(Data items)
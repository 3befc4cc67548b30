// ============================================
// Evaluation Job
// ============================================
//
// Periodically evaluates what the engine has been showing.
//
// Workflow:
// 1. Compute the metrics report over METRICS_WINDOW_DAYS
// 2. Compute the composite bias report over BIAS_WINDOW_DAYS
// 3. Log both as JSON and update the telemetry gauges
//
// Usage:
//   REPORT_INTERVAL_SECS=0 recommendation-engine      # one pass
//   REPORT_INTERVAL_SECS=3600 recommendation-engine   # hourly

use crate::config::{BiasThresholds, Config, EvaluationConfig};
use crate::db::CatalogStore;
use crate::services::{BiasAnalyzer, BiasReport, HealthStatus, MetricsEvaluator, MetricsReport};
use anyhow::Context;
use chrono::{DateTime, Utc};
use std::sync::Arc;
use std::time::{Duration, Instant};
use tokio::time::sleep;
use tracing::{info, warn};

/// Output of one evaluation pass
#[derive(Debug, Clone)]
pub struct EvaluationRun {
    pub started_at: DateTime<Utc>,
    pub completed_at: DateTime<Utc>,
    pub metrics: MetricsReport,
    pub bias: BiasReport,
    pub duration_ms: u64,
}

/// Evaluation job runner
pub struct EvaluationJob {
    config: EvaluationConfig,
    metrics: MetricsEvaluator,
    bias: BiasAnalyzer,
}

impl EvaluationJob {
    pub fn new(
        store: Arc<dyn CatalogStore>,
        config: EvaluationConfig,
        thresholds: BiasThresholds,
    ) -> Self {
        Self {
            metrics: MetricsEvaluator::new(store.clone(), config.precision_k),
            bias: BiasAnalyzer::new(store, thresholds),
            config,
        }
    }

    /// Create from app config
    pub fn from_config(store: Arc<dyn CatalogStore>, app_config: &Config) -> Self {
        Self::new(
            store,
            app_config.evaluation.clone(),
            app_config.bias.clone(),
        )
    }

    /// Run until a pass fails, or once when no interval is configured
    pub async fn run(&self) -> anyhow::Result<EvaluationRun> {
        loop {
            let run = self.run_once().await?;

            if self.config.report_interval_secs == 0 {
                return Ok(run);
            }

            info!(
                interval_secs = self.config.report_interval_secs,
                "Sleeping until next evaluation pass"
            );
            sleep(Duration::from_secs(self.config.report_interval_secs)).await;
        }
    }

    /// Run a single evaluation pass
    pub async fn run_once(&self) -> anyhow::Result<EvaluationRun> {
        let start_time = Instant::now();
        let started_at = Utc::now();

        info!(
            metrics_window_days = self.config.metrics_window_days,
            bias_window_days = self.config.bias_window_days,
            "Starting evaluation pass"
        );

        let metrics = self
            .metrics
            .report(self.config.metrics_window_days)
            .await
            .context("failed to compute metrics report")?;
        let bias = self
            .bias
            .report(self.config.bias_window_days)
            .await
            .context("failed to compute bias report")?;

        info!(
            report = %serde_json::to_string(&metrics)?,
            "Metrics report"
        );
        info!(
            report = %serde_json::to_string(&bias)?,
            "Bias report"
        );

        if bias.summary.status != HealthStatus::Healthy {
            for suggestion in &bias.mitigations {
                warn!(status = ?bias.summary.status, "{}", suggestion);
            }
        }

        let duration_ms = start_time.elapsed().as_millis() as u64;
        info!(
            impressions = metrics.totals.impressions,
            alerts = bias.summary.alert_count,
            duration_ms,
            "Evaluation pass completed"
        );

        Ok(EvaluationRun {
            started_at,
            completed_at: Utc::now(),
            metrics,
            bias,
            duration_ms,
        })
    }
}

/// Entry point for running the evaluation job against an existing store
pub async fn run_evaluation_job(
    store: Arc<dyn CatalogStore>,
    config: &Config,
) -> anyhow::Result<()> {
    info!("Initializing evaluation job");

    let job = EvaluationJob::from_config(store, config);
    let run = job.run().await?;

    info!(
        status = ?run.bias.summary.status,
        ctr = run.metrics.metrics.ctr,
        coverage = run.metrics.metrics.coverage,
        "Evaluation job completed"
    );

    Ok(())
}

#[cfg(test)]
mod tests {
    use super::*;
    use crate::db::InMemoryCatalogStore;

    #[test]
    fn test_single_pass_on_empty_store() {
        let job = EvaluationJob::new(
            Arc::new(InMemoryCatalogStore::new()),
            EvaluationConfig::default(),
            BiasThresholds::default(),
        );

        let run = tokio_test::block_on(job.run()).unwrap();
        assert_eq!(run.metrics.totals.impressions, 0);
        assert_eq!(run.bias.summary.status, HealthStatus::Healthy);
        assert!(run.completed_at >= run.started_at);
    }
}
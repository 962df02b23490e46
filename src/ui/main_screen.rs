use eframe::egui::{Align, RichText, TextEdit, Ui};

use super::state_worker::StateWorker;

/// Text shown before any scan completes.
const PLACEHOLDER_TEXT: &str = "Default";

#[derive(Debug)]
pub(crate) struct State {
    pub(crate) scanned_text: String,
}

impl Default for State {
    fn default() -> Self {
        Self {
            scanned_text: PLACEHOLDER_TEXT.to_string(),
        }
    }
}

#[derive(Debug)]
pub(crate) enum Action {
    /// The scan button was tapped; navigation is the host's concern.
    ScanTapped,
    /// A decoded value arrived through the result callback.
    ScanResult(String),
}

pub(crate) struct MainScreen {
    pub(crate) worker: StateWorker<Action>,
}

impl MainScreen {
    pub(crate) fn update(&self, state: &mut State, action: Action) {
        self.worker.apply(state, action, |state, action| match action {
            Action::ScanTapped => (),
            Action::ScanResult(text) => {
                // Replace whatever is displayed, placeholder included.
                state.scanned_text = text;
            }
        });
    }

    pub(crate) fn render(&self, state: &mut State, ui: &mut Ui) {
        ui.vertical_centered(|ui| {
            ui.add_space(40.0);

            if ui
                .button(RichText::new("Scan Bar Code").size(25.0))
                .clicked()
            {
                self.worker.send(Action::ScanTapped);
            }

            ui.add_space(20.0);

            ui.add(
                TextEdit::singleline(&mut state.scanned_text)
                    .horizontal_align(Align::Center)
                    .desired_width(260.0),
            );
        });
    }
}
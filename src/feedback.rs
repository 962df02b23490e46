/// Fire-and-forget cue collaborator for successful scans.
pub trait FeedbackCue: Send + Sync {
    fn scan_succeeded(&self);
}

/// Production cue. Desktop hosts have no vibrator, so the cue is an
/// info-level event.
#[derive(Debug, Default)]
pub struct LogCue;

impl FeedbackCue for LogCue {
    fn scan_succeeded(&self) {
        tracing::info!("scan succeeded");
    }
}
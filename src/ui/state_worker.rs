use std::sync::{Arc, Mutex};

use futures::{Future, Stream, StreamExt};
use tokio::{runtime::Handle, sync::mpsc};
use tokio_util::sync::CancellationToken;

/// Bridges background work onto the UI action queue. Actions sent here land
/// in the application's channel in order, with a repaint requested so the
/// frame that handles them renders promptly.
pub(crate) struct StateWorker<A> {
    handle: Handle,
    sender: Arc<dyn Fn(A) + Send + Sync>,
    token: CancellationToken,
    egui_ctx: Arc<Mutex<Option<eframe::egui::Context>>>,
}

impl<A> Clone for StateWorker<A> {
    fn clone(&self) -> Self {
        Self {
            handle: self.handle.clone(),
            sender: self.sender.clone(),
            token: self.token.clone(),
            egui_ctx: self.egui_ctx.clone(),
        }
    }
}

impl<A: Send + 'static> StateWorker<A> {
    pub(crate) fn new(
        handle: Handle,
        tx: mpsc::UnboundedSender<A>,
        token: CancellationToken,
    ) -> Self {
        Self {
            handle,
            sender: Arc::new(move |action| {
                if tx.send(action).is_err() {
                    tracing::error!("action receiver closed, dropping action");
                }
            }),
            token,
            egui_ctx: Arc::default(),
        }
    }

    pub(crate) fn set_egui_ctx(&self, ctx: eframe::egui::Context) {
        *self.egui_ctx.lock().unwrap() = Some(ctx);
    }

    /// Send an action onto the UI queue.
    pub(crate) fn send(&self, action: A) {
        (self.sender)(action);
        self.repaint();
    }

    /// Run a future on the runtime and send its resulting action.
    pub(crate) fn perform<F>(&self, fut: F)
    where
        F: Future<Output = A> + Send + 'static,
    {
        let worker = self.clone();
        let token = self.token.clone();

        self.handle.spawn(async move {
            tokio::select! {
                _ = token.cancelled() => (),
                action = fut => worker.send(action),
            }
        });
    }

    /// Run a future that yields a stream and send every item as an action.
    pub(crate) fn stream<F, S>(&self, fut: F)
    where
        F: Future<Output = S> + Send + 'static,
        S: Stream<Item = A> + Send + Unpin + 'static,
    {
        let worker = self.clone();
        let token = self.token.clone();

        self.handle.spawn(async move {
            let mut stream = fut.await;

            loop {
                tokio::select! {
                    _ = token.cancelled() => break,
                    item = stream.next() => match item {
                        Some(action) => worker.send(action),
                        None => break,
                    },
                }
            }
        });
    }

    /// Derive a worker whose actions are wrapped into the parent action
    /// type.
    pub(crate) fn scoped<C, W>(&self, wrap: W) -> StateWorker<C>
    where
        C: Send + 'static,
        W: Fn(C) -> A + Send + Sync + 'static,
    {
        let sender = self.sender.clone();

        StateWorker {
            handle: self.handle.clone(),
            sender: Arc::new(move |child| sender(wrap(child))),
            token: self.token.clone(),
            egui_ctx: self.egui_ctx.clone(),
        }
    }

    /// Log and reduce an action against a piece of state.
    pub(crate) fn apply<S>(&self, state: &mut S, action: A, reducer: impl FnOnce(&mut S, A))
    where
        A: std::fmt::Debug,
    {
        tracing::debug!(?action, "got action");
        reducer(state, action);
    }

    fn repaint(&self) {
        if let Some(ctx) = self.egui_ctx.lock().unwrap().as_ref() {
            ctx.request_repaint();
        }
    }
}
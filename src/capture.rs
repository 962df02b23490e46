use async_trait::async_trait;
use enum_iterator::Sequence;
use enumflags2::{bitflags, BitFlags};
use tokio::sync::{mpsc, watch};
use tokio_util::sync::CancellationToken;
use uuid::Uuid;

pub mod engine;
#[cfg(test)]
pub(crate) mod mock;

/// Barcode encodings the capture pipeline can be asked to report.
#[bitflags]
#[repr(u8)]
#[derive(Clone, Copy, Debug, PartialEq, Eq, Sequence)]
pub enum Symbology {
    Ean8 = 0b001,
    Ean13 = 0b010,
    Pdf417 = 0b100,
}

impl Symbology {
    /// Map an AIM symbology identifier (code character plus modifier) to a
    /// supported symbology. EAN-13 and EAN-8 share the `E` code character
    /// and are told apart by the modifier.
    fn from_aim(code: char, modifier: char) -> Option<Self> {
        match (code, modifier) {
            ('E', '4') => Some(Self::Ean8),
            ('E', _) => Some(Self::Ean13),
            ('L', _) => Some(Self::Pdf417),
            _ => None,
        }
    }
}

impl std::fmt::Display for Symbology {
    fn fmt(&self, f: &mut std::fmt::Formatter<'_>) -> std::fmt::Result {
        match self {
            Self::Ean8 => write!(f, "EAN-8"),
            Self::Ean13 => write!(f, "EAN-13"),
            Self::Pdf417 => write!(f, "PDF417"),
        }
    }
}

/// The symbology set the scanner screen configures its pipeline for.
pub fn scan_symbologies() -> BitFlags<Symbology> {
    enum_iterator::all::<Symbology>().collect()
}

/// A decoded detection delivered by the capture pipeline.
#[derive(Debug, Clone, PartialEq, Eq)]
pub struct MetadataObject {
    pub symbology: Symbology,
    /// Payload carried by the read. Engines can report a decode with an
    /// empty payload; those objects have no value.
    pub value: Option<String>,
}

pub type MetadataBatch = Vec<MetadataObject>;

#[derive(Debug, Clone, PartialEq, Eq)]
pub struct CaptureDevice {
    pub name: String,
    /// Backend-specific identifier, such as a serial port path.
    pub id: String,
}

/// The capture collaborator: device enumeration and pipeline attachment.
/// Decoding happens on the other side of this boundary.
#[async_trait]
pub trait CaptureService: Send + Sync {
    /// The default capture device, or `None` when no hardware is available.
    async fn default_device(&self) -> eyre::Result<Option<CaptureDevice>>;

    /// Attach the device input and a metadata output restricted to
    /// `symbologies`, failing if either is incompatible. Batches are only
    /// produced while `running` is true; cancelling `token` tears the
    /// pipeline down.
    async fn attach_pipeline(
        &self,
        device: &CaptureDevice,
        symbologies: BitFlags<Symbology>,
        running: watch::Receiver<bool>,
        token: CancellationToken,
    ) -> eyre::Result<mpsc::Receiver<eyre::Result<MetadataBatch>>>;
}

/// Parse one raw engine read into a metadata object. Reads without an AIM
/// prefix, or with an identifier outside the supported set, are not
/// metadata objects.
pub(crate) fn parse_read(raw: &str) -> Option<MetadataObject> {
    let raw = raw.trim_end_matches(['\r', '\n']);
    let rest = raw.strip_prefix(']')?;

    let mut chars = rest.chars();
    let code = chars.next()?;
    let modifier = chars.next()?;
    let symbology = Symbology::from_aim(code, modifier)?;

    let payload = chars.as_str();

    Some(MetadataObject {
        symbology,
        value: (!payload.is_empty()).then(|| payload.to_string()),
    })
}

/// An active capture pipeline. At most one exists at a time, exclusively
/// owned by the scanner screen; dropping it tears the pipeline down.
pub struct CaptureSession {
    id: Uuid,
    device: CaptureDevice,
    running: watch::Sender<bool>,
    token: CancellationToken,
    events: Option<mpsc::Receiver<eyre::Result<MetadataBatch>>>,
}

impl CaptureSession {
    /// Build a pipeline against the service's default device. Fails when no
    /// device is available or the pipeline cannot be attached; a partially
    /// constructed pipeline is cleaned up by the service.
    pub async fn configure(
        service: &dyn CaptureService,
        symbologies: BitFlags<Symbology>,
    ) -> eyre::Result<Self> {
        let device = service
            .default_device()
            .await?
            .ok_or_else(|| eyre::eyre!("no capture device is available"))?;

        let id = Uuid::new_v4();
        let (running, running_rx) = watch::channel(false);
        let token = CancellationToken::new();

        tracing::info!(%id, device = %device.name, ?symbologies, "attaching capture pipeline");

        let events = service
            .attach_pipeline(&device, symbologies, running_rx, token.clone())
            .await?;

        Ok(Self {
            id,
            device,
            running,
            token,
            events: Some(events),
        })
    }

    pub fn device(&self) -> &CaptureDevice {
        &self.device
    }

    /// Start or restart the pipeline. Idempotent.
    pub fn start(&self) {
        self.running.send_replace(true);
    }

    /// Halt the pipeline without tearing it down. Idempotent.
    pub fn stop(&self) {
        self.running.send_replace(false);
    }

    pub fn is_running(&self) -> bool {
        *self.running.borrow()
    }

    /// Take the decoded-metadata stream. Yields once; the UI worker owns the
    /// receiver afterwards.
    pub fn take_events(&mut self) -> Option<mpsc::Receiver<eyre::Result<MetadataBatch>>> {
        self.events.take()
    }
}

impl Drop for CaptureSession {
    fn drop(&mut self) {
        self.running.send_replace(false);
        self.token.cancel();
        tracing::debug!(id = %self.id, "capture session torn down");
    }
}

impl std::fmt::Debug for CaptureSession {
    fn fmt(&self, f: &mut std::fmt::Formatter<'_>) -> std::fmt::Result {
        f.debug_struct("CaptureSession")
            .field("id", &self.id)
            .field("device", &self.device)
            .field("running", &self.is_running())
            .finish_non_exhaustive()
    }
}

WORK INSTRUCTIONS.
Working from the records above, tally the lines that contain "anyhow" and give only the total.

YOUR SOLUTION.
4